Interesting post from Anecdote about peer pressure influencing moral decisions. I first noted this 15 years go when I read DeLorean’s (auto)-biography. The paraphrased quote of his I keep dredging up is “Committees of moral men make immoral decisions”.

Nils Brunsson has this well documented as “Management Hypocrisy”

Interstingly another recurring memory on that score, comes from an early management training course I did, with a role-playing exercise, where we were each given different briefings. The point was that noticing the smell of something not quite right is one thing, diagnosing the problem is another.
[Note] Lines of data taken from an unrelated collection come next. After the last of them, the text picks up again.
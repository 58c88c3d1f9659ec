use glam::Vec3;
use crate::error::Error;
use crate::math::AABB;
use super::*;

fn make_aabb(min: [f32; 3], max: [f32; 3]) -> AABB {
    AABB::new(Vec3::from(min), Vec3::from(max))
}

fn cube(corner: f32, size: f32) -> AABB {
    AABB::new(Vec3::splat(corner), Vec3::splat(corner + size))
}

/// Unit cubes on an n×n×n lattice with spacing 2.
fn lattice(n: u32) -> Vec<(u32, AABB)> {
    let mut out = Vec::new();
    for x in 0..n {
        for y in 0..n {
            for z in 0..n {
                let min = Vec3::new(x as f32, y as f32, z as f32) * 2.0;
                out.push((out.len() as u32, AABB::new(min, min + Vec3::ONE)));
            }
        }
    }
    out
}

/// Union of every item AABB at or beneath `node`.
fn subtree_bounds<T>(node: &Node<T>) -> AABB {
    let mut bounds = AABB::EMPTY;
    for item in node.items() {
        bounds.expand(item.aabb());
    }
    for child in node.children() {
        bounds.expand(&subtree_bounds(child));
    }
    bounds
}

/// payload → AABB of the node holding it
fn placement(tree: &Tree<u32>) -> Vec<(u32, [f32; 6])> {
    let mut out: Vec<(u32, [f32; 6])> = tree
        .nodes()
        .unwrap()
        .flat_map(|node| node.items().iter().map(move |item| (*item.payload(), node.aabb().to_array())))
        .collect();
    out.sort_by_key(|(payload, _)| *payload);
    out
}

// ============================================================================
// Construction
// ============================================================================

#[test]
fn test_new_tree_is_empty() {
    let tree: Tree<u32> = Tree::default();
    assert!(tree.root().unwrap().is_none());
    assert!(tree.is_empty());
    assert_eq!(tree.config().max_depth, DEFAULT_MAX_DEPTH);
    assert_eq!(tree.stats(), TreeStats::default());
}

#[test]
fn test_tree_ids_are_unique() {
    let a: Tree<u32> = Tree::default();
    let b: Tree<u32> = Tree::default();
    assert_ne!(a.id(), b.id());

    // A rebuild keeps the identity
    let mut c = Tree::default();
    let id = c.id();
    c.build(lattice(2)).unwrap();
    assert_eq!(c.id(), id);
}

#[test]
fn test_build_root_is_union_of_items() {
    let mut tree = Tree::default();
    tree.build(vec![
        (1u32, make_aabb([0.0, 0.0, 0.0], [1.0, 1.0, 1.0])),
        (2u32, make_aabb([5.0, -2.0, 3.0], [6.0, 0.0, 4.0])),
    ]).unwrap();

    let root = tree.root().unwrap().unwrap();
    assert_eq!(*root.aabb(), make_aabb([0.0, -2.0, 0.0], [6.0, 1.0, 4.0]));
    assert_eq!(root.index(), NodeIndex(0));
    assert_eq!(root.depth(), 0);
    assert_eq!(tree.item_count(), 2);
}

#[test]
fn test_build_empty_input_has_no_root() {
    let mut tree: Tree<u32> = Tree::default();
    tree.build(Vec::new()).unwrap();
    assert!(tree.root().unwrap().is_none());
}

#[test]
fn test_item_indices_are_sequential() {
    let mut tree = Tree::default();
    tree.build(lattice(2)).unwrap();
    let mut indices: Vec<u32> = tree
        .nodes()
        .unwrap()
        .flat_map(|n| n.items().iter().map(|i| i.index().0))
        .collect();
    indices.sort();
    assert_eq!(indices, (0..8).collect::<Vec<_>>());
}

#[test]
fn test_rebuild_resets_indices_and_bumps_generation() {
    let mut tree = Tree::default();
    tree.build(lattice(2)).unwrap();
    let first = tree.generation();
    let nodes = tree.node_count();

    tree.build(lattice(2)).unwrap();
    assert!(tree.generation() > first);
    assert_eq!(tree.item_count(), 8);
    assert_eq!(tree.node_count(), nodes);
}

// ============================================================================
// Splitting rule
// ============================================================================

#[test]
fn test_split_on_longest_axis_midpoint() {
    let mut tree = Tree::default();
    // Root is 10 long on y, 2 on x and z
    tree.build_with_bounds(
        make_aabb([0.0, 0.0, 0.0], [2.0, 10.0, 2.0]),
        vec![
            (1u32, make_aabb([0.5, 1.0, 0.5], [1.0, 2.0, 1.0])),
            (2u32, make_aabb([0.5, 8.0, 0.5], [1.0, 9.0, 1.0])),
        ],
    ).unwrap();

    let root = tree.root().unwrap().unwrap();
    let left = root.left().unwrap();
    let right = root.right().unwrap();
    assert_eq!(*left.aabb(), make_aabb([0.0, 0.0, 0.0], [2.0, 5.0, 2.0]));
    assert_eq!(*right.aabb(), make_aabb([0.0, 5.0, 0.0], [2.0, 10.0, 2.0]));
    assert!(root.items().is_empty());
}

#[test]
fn test_only_the_needed_child_is_created() {
    let config = TreeConfig { max_depth: 1, ..TreeConfig::default() };
    let mut tree = Tree::new(config);
    tree.build_with_bounds(cube(0.0, 10.0), vec![(1u32, cube(1.0, 1.0))]).unwrap();

    let root = tree.root().unwrap().unwrap();
    assert_eq!(*root.left().unwrap().aabb(), make_aabb([0.0, 0.0, 0.0], [5.0, 10.0, 10.0]));
    assert!(root.right().is_none());
    assert_eq!(tree.node_count(), 2);
    assert_eq!(tree.stats().node_count, 2);
}

#[test]
fn test_straddling_item_stays_at_node() {
    let mut tree = Tree::default();
    tree.build_with_bounds(
        cube(0.0, 10.0),
        vec![(7u32, make_aabb([4.9, 4.9, 4.9], [5.1, 5.1, 5.1]))],
    ).unwrap();

    let root = tree.root().unwrap().unwrap();
    assert_eq!(root.items().len(), 1);
    assert_eq!(*root.items()[0].payload(), 7);
    // No child would have held it, so none was created
    assert!(root.is_leaf());
    assert_eq!(tree.node_count(), 1);
}

#[test]
fn test_no_empty_nodes_after_build() {
    let mut tree = Tree::default();
    tree.build(lattice(4)).unwrap();
    tree.insert(100, make_aabb([0.0, 0.0, 0.0], [7.0, 7.0, 7.0])).unwrap();

    // Every leaf holds at least one item
    for node in tree.nodes().unwrap() {
        if node.is_leaf() {
            assert!(!node.items().is_empty(), "empty leaf {:?}", node.index());
        }
    }
}

#[test]
fn test_max_depth_stops_descent() {
    let config = TreeConfig { max_depth: 2, ..TreeConfig::default() };
    let mut tree = Tree::new(config);
    tree.build_with_bounds(cube(0.0, 16.0), vec![(1u32, cube(0.0, 0.5))]).unwrap();

    let stats = tree.stats();
    assert_eq!(stats.depth, 2);
    assert_eq!(tree.depth(), 2);
    let holder = tree.nodes().unwrap().find(|n| !n.items().is_empty()).unwrap();
    assert_eq!(holder.depth(), 2);
}

#[test]
fn test_max_depth_zero_keeps_everything_at_root() {
    let config = TreeConfig { max_depth: 0, ..TreeConfig::default() };
    let mut tree = Tree::new(config);
    tree.build(lattice(3)).unwrap();

    let root = tree.root().unwrap().unwrap();
    assert!(root.is_leaf());
    assert_eq!(root.items().len(), 27);
}

#[test]
fn test_item_outside_bounds_stays_at_root_and_expands_it() {
    let mut tree = Tree::default();
    tree.build_with_bounds(
        cube(0.0, 10.0),
        vec![(1u32, make_aabb([-4.0, -6.0, -4.0], [-3.0, -5.0, -3.0]))],
    ).unwrap();

    let root = tree.root().unwrap().unwrap();
    assert_eq!(root.items().len(), 1);
    assert_eq!(*root.aabb(), make_aabb([-4.0, -6.0, -4.0], [10.0, 10.0, 10.0]));
}

// ============================================================================
// Invariants
// ============================================================================

#[test]
fn test_containment_invariant() {
    let mut tree = Tree::default();
    tree.build(lattice(5)).unwrap();
    tree.insert(1000, cube(-3.0, 1.0)).unwrap();
    tree.insert(1001, make_aabb([0.0, 0.0, 0.0], [9.0, 0.5, 0.5])).unwrap();

    for node in tree.nodes().unwrap() {
        let bounds = subtree_bounds(node);
        if !bounds.is_empty() {
            assert!(node.aabb().contains(&bounds), "node {:?} does not enclose its items", node.index());
        }
    }
}

#[test]
fn test_children_are_created_after_their_parent() {
    let mut tree = Tree::default();
    tree.build(lattice(4)).unwrap();
    for node in tree.nodes().unwrap() {
        for child in node.children() {
            assert!(child.index() > node.index());
            assert_eq!(child.depth(), node.depth() + 1);
        }
    }
}

#[test]
fn test_order_independence_of_placement() {
    let items = lattice(4);
    let mut reversed = items.clone();
    reversed.reverse();

    let mut a = Tree::default();
    a.build(items).unwrap();
    let mut b = Tree::default();
    b.build(reversed).unwrap();

    assert_eq!(placement(&a), placement(&b));
}

#[test]
fn test_nodes_iterator_is_pre_order() {
    let mut tree = Tree::default();
    tree.build(lattice(3)).unwrap();

    let iterative: Vec<NodeIndex> = tree.nodes().unwrap().map(|n| n.index()).collect();

    fn walk(node: &Node<u32>, out: &mut Vec<NodeIndex>) {
        out.push(node.index());
        for child in node.children() {
            walk(child, out);
        }
    }
    let mut recursive = Vec::new();
    walk(tree.root().unwrap().unwrap(), &mut recursive);

    assert_eq!(iterative, recursive);
    assert_eq!(iterative.len(), tree.node_count());
}

// ============================================================================
// Incremental insertion
// ============================================================================

#[test]
fn test_insert_into_empty_tree_creates_root() {
    let mut tree = Tree::default();
    let index = tree.insert(5u32, cube(1.0, 1.0)).unwrap();
    assert_eq!(index, ItemIndex(0));
    assert_eq!(*tree.root().unwrap().unwrap().aabb(), cube(1.0, 1.0));
}

#[test]
fn test_insert_keeps_generation() {
    let mut tree = Tree::default();
    tree.build(lattice(2)).unwrap();
    let generation = tree.generation();

    let index = tree.insert(99, cube(0.2, 0.3)).unwrap();
    assert_eq!(index, ItemIndex(8));
    assert_eq!(tree.generation(), generation);
    assert_eq!(tree.stats().item_count, 9);
}

// ============================================================================
// Dirty tracking and lazy rebuild
// ============================================================================

#[test]
fn test_root_or_rebuild_only_when_dirty() {
    let mut source = lattice(2);
    let mut tree = Tree::default();
    tree.rebuild_from(source.as_slice()).unwrap();
    let generation = tree.generation();

    // Not dirty: no rebuild
    tree.root_or_rebuild(source.as_slice()).unwrap();
    assert_eq!(tree.generation(), generation);

    source.truncate(3);
    tree.mark_dirty();
    assert!(tree.is_dirty());
    tree.root_or_rebuild(source.as_slice()).unwrap();
    assert!(!tree.is_dirty());
    assert!(tree.generation() > generation);
    assert_eq!(tree.item_count(), 3);
}

// ============================================================================
// Destroy
// ============================================================================

#[test]
fn test_use_after_destroy() {
    let mut tree = Tree::default();
    tree.build(lattice(2)).unwrap();
    tree.destroy();

    assert!(tree.is_destroyed());
    assert!(matches!(tree.root(), Err(Error::UseAfterDestroy(_))));
    assert!(matches!(tree.insert(1, cube(0.0, 1.0)), Err(Error::UseAfterDestroy(_))));
    assert!(matches!(tree.build(lattice(1)), Err(Error::UseAfterDestroy(_))));
    assert!(matches!(tree.clear(), Err(Error::UseAfterDestroy(_))));
    assert!(tree.nodes().is_err());
}

#[test]
fn test_clear() {
    let mut tree = Tree::default();
    tree.build(lattice(2)).unwrap();
    tree.clear().unwrap();
    assert!(tree.root().unwrap().is_none());
    assert!(tree.is_empty());
}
The situation involved some “falling out” between groups of colleagues that was interfering with harmonious working, in fact every role involved had some hidden issues, weird-religious-interest, domestic-upset, office-stationary-pilfering, promotion-rivalries, fiddling-expenses, stealing-work-time, office-romance-jealousy / infidelity, you name it – all human life was there. In fact the greatest cause of the friction was not the least moral actions – eg the “stealing”, but the least “congruent” – the religious odd-ball. A salutory lesson.

I’ll keep that link for a rainy day on MoQ.Discuss. 😉

Our Tune

Not the kind of stuff I usually expect to find at The Apothecary’s Drawer, but it looks like Ray Girvan has found YouTube too.

This takes me back to the jukebox in the Fisherman’s Arms in Scalloway, when Sylvia and I first met back in 1979. Don’t think I’ve ever seen the video before.

Great set of photos by Ray too.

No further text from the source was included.